• _EXERCISE INSTRUCTIONS_: Below are records; how many of their lines contain "that"? Reply with the number and no other words.

• _SUPPLIED RECORDS_:

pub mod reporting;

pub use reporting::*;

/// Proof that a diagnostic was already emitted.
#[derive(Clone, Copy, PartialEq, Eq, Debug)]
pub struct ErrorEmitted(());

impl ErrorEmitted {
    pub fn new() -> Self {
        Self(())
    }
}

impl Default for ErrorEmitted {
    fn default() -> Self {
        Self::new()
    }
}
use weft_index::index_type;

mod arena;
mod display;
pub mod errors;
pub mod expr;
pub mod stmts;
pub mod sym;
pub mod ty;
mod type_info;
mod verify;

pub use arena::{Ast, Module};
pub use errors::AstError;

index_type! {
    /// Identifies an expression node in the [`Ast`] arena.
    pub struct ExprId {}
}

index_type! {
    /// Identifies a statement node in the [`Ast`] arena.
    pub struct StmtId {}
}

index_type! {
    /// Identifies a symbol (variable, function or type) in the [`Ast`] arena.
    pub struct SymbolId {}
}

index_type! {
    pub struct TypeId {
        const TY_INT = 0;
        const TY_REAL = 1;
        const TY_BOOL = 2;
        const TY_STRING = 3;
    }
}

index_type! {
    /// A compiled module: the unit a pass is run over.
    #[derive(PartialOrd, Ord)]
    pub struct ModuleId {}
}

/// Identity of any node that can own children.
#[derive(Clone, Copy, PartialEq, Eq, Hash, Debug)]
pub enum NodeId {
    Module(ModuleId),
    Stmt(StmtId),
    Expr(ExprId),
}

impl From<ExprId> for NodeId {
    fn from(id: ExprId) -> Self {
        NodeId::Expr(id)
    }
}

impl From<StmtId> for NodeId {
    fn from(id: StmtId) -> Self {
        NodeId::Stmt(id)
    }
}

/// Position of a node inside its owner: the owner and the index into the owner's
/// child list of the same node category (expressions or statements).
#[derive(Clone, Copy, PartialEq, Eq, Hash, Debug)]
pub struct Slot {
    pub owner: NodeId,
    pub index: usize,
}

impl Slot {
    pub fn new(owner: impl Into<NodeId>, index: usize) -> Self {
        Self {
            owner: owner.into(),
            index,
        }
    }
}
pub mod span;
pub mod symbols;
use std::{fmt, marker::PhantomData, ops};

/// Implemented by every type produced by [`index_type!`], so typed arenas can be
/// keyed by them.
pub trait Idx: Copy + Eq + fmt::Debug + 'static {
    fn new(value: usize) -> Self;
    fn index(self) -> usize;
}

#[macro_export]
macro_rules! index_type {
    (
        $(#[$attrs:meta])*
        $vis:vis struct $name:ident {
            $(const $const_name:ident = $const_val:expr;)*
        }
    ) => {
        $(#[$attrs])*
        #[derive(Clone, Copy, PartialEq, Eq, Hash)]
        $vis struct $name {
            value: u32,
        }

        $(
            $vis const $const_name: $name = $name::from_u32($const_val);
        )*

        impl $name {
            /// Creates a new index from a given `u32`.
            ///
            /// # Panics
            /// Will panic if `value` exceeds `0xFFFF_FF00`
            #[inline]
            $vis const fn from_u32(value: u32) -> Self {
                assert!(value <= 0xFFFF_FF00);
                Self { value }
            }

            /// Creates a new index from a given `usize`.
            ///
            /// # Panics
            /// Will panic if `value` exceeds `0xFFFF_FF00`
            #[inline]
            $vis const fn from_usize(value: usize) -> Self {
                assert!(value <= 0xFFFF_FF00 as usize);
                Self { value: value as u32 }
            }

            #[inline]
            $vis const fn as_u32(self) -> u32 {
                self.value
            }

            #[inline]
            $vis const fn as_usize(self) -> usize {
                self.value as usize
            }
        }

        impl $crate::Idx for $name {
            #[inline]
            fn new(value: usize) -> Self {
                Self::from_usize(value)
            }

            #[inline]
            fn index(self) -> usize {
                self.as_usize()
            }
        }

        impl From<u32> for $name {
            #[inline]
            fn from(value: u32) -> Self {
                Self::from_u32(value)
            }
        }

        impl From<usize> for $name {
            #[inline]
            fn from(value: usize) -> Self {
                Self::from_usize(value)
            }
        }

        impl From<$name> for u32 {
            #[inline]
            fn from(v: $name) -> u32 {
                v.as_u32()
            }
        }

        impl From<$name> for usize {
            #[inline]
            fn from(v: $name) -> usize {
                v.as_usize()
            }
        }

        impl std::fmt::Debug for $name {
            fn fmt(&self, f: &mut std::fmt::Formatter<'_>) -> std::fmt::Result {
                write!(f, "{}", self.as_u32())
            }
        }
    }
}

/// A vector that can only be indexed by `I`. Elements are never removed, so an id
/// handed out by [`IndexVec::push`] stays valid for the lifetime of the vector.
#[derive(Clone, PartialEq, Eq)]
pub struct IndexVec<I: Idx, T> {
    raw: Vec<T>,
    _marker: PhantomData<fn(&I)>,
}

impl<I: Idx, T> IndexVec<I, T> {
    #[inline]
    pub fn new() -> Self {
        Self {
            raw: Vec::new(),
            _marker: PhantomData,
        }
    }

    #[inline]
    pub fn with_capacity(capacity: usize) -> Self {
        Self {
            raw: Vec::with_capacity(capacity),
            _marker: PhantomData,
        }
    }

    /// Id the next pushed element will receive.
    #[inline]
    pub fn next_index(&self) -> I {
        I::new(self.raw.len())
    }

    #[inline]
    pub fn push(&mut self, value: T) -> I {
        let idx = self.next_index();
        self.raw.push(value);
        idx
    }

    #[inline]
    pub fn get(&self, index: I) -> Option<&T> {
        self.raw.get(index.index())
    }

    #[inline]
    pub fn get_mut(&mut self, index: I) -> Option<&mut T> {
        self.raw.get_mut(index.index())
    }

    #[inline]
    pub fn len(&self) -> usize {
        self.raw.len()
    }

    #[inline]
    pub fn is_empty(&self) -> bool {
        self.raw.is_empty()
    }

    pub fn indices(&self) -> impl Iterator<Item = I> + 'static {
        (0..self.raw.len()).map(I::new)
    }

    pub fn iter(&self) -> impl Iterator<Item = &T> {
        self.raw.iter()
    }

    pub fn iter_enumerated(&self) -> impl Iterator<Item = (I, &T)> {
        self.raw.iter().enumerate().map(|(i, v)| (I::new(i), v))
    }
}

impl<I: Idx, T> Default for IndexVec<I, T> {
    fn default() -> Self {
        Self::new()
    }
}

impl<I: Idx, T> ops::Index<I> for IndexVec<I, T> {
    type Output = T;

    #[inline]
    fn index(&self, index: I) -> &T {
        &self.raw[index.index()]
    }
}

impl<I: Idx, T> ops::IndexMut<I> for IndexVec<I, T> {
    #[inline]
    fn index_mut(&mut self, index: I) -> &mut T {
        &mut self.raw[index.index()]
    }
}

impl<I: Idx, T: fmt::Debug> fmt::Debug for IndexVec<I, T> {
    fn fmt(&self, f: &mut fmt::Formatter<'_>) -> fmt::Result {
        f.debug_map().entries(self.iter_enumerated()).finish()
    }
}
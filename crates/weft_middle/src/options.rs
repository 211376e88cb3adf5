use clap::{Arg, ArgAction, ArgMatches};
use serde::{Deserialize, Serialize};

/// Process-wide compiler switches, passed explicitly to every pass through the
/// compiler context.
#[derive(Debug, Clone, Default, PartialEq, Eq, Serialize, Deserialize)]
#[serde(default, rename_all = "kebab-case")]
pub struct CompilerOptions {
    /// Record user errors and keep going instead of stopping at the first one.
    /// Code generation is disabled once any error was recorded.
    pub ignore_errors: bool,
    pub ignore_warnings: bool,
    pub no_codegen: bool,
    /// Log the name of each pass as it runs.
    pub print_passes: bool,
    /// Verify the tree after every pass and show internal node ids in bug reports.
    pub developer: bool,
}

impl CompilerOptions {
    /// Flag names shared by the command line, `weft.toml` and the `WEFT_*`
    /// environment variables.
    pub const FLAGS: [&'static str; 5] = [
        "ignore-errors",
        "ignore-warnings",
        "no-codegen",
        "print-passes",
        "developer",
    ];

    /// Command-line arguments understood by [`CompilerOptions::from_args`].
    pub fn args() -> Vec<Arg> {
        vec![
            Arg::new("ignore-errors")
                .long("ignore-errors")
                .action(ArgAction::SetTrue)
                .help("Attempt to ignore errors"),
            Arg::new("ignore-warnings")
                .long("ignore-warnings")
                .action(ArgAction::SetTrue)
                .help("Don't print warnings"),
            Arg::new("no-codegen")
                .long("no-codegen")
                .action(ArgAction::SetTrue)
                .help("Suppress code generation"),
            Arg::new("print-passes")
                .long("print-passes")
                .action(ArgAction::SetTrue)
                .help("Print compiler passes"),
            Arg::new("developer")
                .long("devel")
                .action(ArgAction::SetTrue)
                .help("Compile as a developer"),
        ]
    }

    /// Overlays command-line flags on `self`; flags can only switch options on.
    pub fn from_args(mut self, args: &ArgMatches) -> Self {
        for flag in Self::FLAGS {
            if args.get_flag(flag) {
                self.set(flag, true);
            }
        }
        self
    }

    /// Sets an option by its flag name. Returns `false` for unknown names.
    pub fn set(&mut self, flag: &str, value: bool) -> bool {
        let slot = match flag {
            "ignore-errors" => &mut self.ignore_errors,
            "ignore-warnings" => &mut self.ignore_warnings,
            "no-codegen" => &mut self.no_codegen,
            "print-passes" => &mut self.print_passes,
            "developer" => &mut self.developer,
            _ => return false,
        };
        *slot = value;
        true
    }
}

• _COMPLETED TASK_: 3